Exercise details:
Show every line below where "number" appears.

(Stored data)

====

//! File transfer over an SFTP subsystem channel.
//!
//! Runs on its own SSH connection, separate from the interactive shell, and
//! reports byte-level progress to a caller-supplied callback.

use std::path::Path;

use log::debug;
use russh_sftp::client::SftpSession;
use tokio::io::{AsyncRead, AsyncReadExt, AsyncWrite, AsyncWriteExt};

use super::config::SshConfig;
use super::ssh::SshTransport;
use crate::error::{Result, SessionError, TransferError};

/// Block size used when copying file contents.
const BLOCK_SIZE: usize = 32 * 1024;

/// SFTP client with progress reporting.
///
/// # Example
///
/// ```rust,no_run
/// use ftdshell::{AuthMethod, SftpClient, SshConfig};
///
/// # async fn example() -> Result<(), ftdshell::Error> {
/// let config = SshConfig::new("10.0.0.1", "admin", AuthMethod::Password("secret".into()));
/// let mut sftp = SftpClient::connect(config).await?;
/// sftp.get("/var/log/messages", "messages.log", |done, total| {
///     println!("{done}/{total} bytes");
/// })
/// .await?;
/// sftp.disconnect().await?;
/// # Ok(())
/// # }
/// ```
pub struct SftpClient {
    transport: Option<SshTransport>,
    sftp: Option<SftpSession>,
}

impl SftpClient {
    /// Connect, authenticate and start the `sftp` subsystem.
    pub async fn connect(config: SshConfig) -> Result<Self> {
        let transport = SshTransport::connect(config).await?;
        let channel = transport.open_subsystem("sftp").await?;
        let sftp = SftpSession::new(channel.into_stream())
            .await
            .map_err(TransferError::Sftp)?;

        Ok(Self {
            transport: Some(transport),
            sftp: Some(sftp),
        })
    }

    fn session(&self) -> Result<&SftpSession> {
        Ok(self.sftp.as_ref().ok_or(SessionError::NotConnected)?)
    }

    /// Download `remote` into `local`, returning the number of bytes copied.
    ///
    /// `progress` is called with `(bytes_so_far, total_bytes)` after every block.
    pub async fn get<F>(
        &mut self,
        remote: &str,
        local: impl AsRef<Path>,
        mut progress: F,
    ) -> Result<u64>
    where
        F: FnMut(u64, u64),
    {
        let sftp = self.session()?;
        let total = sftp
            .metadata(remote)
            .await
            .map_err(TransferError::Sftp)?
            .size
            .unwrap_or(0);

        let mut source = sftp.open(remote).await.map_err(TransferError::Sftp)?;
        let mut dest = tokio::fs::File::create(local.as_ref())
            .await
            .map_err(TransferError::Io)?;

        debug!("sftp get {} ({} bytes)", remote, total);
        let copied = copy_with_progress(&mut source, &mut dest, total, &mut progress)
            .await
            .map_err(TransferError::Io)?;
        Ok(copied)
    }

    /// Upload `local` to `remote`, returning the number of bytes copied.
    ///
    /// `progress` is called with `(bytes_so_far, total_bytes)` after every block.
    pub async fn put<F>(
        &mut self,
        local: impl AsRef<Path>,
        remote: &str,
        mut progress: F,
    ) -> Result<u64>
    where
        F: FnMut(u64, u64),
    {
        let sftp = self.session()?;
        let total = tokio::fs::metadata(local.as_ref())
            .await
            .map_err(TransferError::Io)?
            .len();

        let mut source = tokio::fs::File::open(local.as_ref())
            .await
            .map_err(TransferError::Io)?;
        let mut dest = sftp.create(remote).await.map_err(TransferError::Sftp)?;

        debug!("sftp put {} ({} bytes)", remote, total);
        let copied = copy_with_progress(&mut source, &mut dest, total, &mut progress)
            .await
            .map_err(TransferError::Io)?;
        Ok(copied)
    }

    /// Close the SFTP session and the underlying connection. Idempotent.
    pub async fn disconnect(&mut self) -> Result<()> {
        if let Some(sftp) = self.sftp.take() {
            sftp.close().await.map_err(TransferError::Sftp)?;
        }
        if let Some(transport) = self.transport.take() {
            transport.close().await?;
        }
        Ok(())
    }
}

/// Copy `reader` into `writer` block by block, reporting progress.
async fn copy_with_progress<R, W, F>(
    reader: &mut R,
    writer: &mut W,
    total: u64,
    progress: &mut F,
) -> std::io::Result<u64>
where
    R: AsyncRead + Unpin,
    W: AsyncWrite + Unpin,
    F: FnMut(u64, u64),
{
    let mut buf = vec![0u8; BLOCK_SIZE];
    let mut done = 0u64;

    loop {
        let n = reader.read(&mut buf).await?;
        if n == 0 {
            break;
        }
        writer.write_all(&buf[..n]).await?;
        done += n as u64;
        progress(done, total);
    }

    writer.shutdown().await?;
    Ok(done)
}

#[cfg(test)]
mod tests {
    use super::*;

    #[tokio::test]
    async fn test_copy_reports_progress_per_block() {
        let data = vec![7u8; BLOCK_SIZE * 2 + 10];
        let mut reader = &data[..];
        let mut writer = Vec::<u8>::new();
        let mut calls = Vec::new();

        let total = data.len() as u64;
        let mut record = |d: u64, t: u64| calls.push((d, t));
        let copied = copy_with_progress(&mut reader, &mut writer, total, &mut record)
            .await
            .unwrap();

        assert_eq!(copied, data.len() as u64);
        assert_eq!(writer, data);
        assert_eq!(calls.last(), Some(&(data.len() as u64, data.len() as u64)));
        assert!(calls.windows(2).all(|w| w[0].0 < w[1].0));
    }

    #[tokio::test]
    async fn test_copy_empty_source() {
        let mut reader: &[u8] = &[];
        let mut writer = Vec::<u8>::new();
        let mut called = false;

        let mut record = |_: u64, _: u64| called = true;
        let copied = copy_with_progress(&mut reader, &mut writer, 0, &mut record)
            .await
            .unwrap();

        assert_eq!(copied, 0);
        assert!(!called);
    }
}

====

Problem solution:
    /// Download `remote` into `local`, returning the number of bytes copied.
    /// Upload `local` to `remote`, returning the number of bytes copied.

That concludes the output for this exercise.